Extracted material =>
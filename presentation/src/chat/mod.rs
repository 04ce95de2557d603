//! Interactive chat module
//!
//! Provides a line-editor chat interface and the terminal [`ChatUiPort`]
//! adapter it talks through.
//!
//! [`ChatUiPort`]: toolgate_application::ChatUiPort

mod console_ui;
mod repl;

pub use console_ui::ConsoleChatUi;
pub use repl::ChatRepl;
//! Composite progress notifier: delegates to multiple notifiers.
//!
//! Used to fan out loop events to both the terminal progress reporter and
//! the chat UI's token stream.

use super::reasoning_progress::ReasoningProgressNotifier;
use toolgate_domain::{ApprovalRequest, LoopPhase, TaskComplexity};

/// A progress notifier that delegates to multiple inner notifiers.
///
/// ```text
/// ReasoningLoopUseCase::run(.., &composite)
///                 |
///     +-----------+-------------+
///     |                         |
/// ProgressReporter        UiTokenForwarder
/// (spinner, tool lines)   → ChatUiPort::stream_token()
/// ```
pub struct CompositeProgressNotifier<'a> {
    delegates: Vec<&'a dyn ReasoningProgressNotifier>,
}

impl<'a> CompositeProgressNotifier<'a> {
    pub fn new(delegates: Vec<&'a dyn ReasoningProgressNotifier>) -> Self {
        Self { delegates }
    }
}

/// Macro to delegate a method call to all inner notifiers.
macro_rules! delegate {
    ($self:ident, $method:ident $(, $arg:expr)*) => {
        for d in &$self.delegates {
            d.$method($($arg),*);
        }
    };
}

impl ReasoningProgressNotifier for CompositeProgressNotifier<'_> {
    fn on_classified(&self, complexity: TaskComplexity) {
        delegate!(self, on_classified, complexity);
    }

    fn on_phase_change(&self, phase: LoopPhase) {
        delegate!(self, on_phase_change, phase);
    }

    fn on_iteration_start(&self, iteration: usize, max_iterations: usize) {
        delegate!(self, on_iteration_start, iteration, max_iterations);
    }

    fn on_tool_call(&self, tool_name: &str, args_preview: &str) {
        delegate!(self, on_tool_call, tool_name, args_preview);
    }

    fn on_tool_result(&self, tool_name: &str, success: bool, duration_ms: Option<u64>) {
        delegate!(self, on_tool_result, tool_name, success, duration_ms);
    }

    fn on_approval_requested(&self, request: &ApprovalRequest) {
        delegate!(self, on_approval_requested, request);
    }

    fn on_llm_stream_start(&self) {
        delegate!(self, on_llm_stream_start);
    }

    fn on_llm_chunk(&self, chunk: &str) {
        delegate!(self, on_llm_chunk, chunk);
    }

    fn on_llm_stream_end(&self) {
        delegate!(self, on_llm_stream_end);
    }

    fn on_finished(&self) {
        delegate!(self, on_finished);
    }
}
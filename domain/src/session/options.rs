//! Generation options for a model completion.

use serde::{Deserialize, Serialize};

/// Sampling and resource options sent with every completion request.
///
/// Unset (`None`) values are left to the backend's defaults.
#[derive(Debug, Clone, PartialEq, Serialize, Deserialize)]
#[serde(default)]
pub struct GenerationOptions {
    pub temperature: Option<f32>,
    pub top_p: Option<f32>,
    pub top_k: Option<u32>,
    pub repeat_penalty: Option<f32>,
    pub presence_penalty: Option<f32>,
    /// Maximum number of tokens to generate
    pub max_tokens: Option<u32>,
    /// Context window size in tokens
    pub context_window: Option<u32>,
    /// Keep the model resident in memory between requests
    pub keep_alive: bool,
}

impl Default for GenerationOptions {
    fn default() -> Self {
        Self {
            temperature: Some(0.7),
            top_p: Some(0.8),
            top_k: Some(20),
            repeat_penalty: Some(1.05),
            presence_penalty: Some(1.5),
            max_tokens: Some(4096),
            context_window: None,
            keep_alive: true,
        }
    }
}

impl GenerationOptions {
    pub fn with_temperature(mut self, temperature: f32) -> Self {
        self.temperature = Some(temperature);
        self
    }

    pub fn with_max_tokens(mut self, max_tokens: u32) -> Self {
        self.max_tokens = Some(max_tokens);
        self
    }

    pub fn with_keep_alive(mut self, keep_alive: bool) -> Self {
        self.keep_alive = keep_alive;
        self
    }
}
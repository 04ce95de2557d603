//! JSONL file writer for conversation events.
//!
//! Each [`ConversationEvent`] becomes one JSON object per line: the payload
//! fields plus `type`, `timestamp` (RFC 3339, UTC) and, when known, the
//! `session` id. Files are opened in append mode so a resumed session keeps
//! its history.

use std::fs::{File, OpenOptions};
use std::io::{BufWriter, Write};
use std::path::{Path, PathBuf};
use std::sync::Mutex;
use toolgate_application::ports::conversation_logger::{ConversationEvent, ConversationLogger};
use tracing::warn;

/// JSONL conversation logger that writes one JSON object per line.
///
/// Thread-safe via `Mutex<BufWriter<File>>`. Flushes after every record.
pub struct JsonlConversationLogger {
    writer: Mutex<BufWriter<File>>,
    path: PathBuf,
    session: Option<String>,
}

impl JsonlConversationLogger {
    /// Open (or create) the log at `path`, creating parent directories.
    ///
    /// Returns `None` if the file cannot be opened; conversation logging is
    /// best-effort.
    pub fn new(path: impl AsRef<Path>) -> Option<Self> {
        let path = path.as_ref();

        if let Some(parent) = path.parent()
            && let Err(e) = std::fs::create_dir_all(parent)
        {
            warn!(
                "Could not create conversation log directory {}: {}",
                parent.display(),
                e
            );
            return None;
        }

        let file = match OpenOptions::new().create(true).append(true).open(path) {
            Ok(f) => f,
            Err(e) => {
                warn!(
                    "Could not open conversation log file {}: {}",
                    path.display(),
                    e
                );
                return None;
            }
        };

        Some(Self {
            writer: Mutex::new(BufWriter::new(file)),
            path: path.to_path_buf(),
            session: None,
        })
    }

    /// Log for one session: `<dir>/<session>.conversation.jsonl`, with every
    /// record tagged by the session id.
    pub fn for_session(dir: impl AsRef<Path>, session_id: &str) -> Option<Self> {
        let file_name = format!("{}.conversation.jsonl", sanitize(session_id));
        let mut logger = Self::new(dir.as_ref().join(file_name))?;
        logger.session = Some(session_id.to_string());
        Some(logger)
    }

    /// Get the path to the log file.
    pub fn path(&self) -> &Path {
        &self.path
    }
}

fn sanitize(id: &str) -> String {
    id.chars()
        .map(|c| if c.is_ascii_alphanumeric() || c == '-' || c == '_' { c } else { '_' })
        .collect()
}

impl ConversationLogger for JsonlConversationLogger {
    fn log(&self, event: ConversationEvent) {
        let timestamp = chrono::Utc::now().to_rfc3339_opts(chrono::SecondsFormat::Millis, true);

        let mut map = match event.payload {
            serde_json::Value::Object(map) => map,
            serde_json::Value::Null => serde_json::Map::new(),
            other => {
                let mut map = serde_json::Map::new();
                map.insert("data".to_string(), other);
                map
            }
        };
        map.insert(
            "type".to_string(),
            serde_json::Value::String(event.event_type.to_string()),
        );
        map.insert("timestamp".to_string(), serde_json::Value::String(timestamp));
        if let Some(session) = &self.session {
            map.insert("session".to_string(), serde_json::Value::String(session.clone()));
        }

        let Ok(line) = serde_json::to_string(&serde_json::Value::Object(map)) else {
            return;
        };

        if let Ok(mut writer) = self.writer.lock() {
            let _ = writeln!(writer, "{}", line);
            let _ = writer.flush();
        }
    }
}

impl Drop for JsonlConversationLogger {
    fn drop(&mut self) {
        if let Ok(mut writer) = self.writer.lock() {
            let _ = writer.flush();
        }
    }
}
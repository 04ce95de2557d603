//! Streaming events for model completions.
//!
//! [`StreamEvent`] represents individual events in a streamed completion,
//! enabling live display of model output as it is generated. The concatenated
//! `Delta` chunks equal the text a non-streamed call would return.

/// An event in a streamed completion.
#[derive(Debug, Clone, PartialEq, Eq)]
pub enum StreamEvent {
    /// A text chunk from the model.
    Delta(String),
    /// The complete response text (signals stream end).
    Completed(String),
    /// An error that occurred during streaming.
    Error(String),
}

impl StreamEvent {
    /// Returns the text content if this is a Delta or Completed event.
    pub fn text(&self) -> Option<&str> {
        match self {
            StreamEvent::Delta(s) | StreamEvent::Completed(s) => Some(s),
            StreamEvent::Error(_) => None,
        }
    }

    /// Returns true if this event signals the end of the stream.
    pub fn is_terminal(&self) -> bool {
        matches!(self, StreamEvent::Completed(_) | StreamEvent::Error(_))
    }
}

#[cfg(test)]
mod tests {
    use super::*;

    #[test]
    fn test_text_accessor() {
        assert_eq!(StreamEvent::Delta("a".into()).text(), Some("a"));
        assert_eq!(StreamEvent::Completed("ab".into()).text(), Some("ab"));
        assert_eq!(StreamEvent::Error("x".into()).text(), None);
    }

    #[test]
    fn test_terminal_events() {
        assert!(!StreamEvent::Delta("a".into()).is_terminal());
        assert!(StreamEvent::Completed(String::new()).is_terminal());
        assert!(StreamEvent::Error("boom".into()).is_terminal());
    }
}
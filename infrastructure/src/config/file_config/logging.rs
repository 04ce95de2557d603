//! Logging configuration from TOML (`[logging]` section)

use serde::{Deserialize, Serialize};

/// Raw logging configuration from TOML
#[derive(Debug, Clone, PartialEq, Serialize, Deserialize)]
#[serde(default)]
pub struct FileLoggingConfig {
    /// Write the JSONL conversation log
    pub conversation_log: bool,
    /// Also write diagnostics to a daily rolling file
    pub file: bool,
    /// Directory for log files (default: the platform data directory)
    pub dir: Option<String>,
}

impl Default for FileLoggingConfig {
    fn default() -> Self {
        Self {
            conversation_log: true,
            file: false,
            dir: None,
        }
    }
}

Your goal => Show the lines above that have the word "success".

Finished exercise =>
    fn on_tool_result(&self, tool_name: &str, success: bool, duration_ms: Option<u64>) {
        delegate!(self, on_tool_result, tool_name, success, duration_ms);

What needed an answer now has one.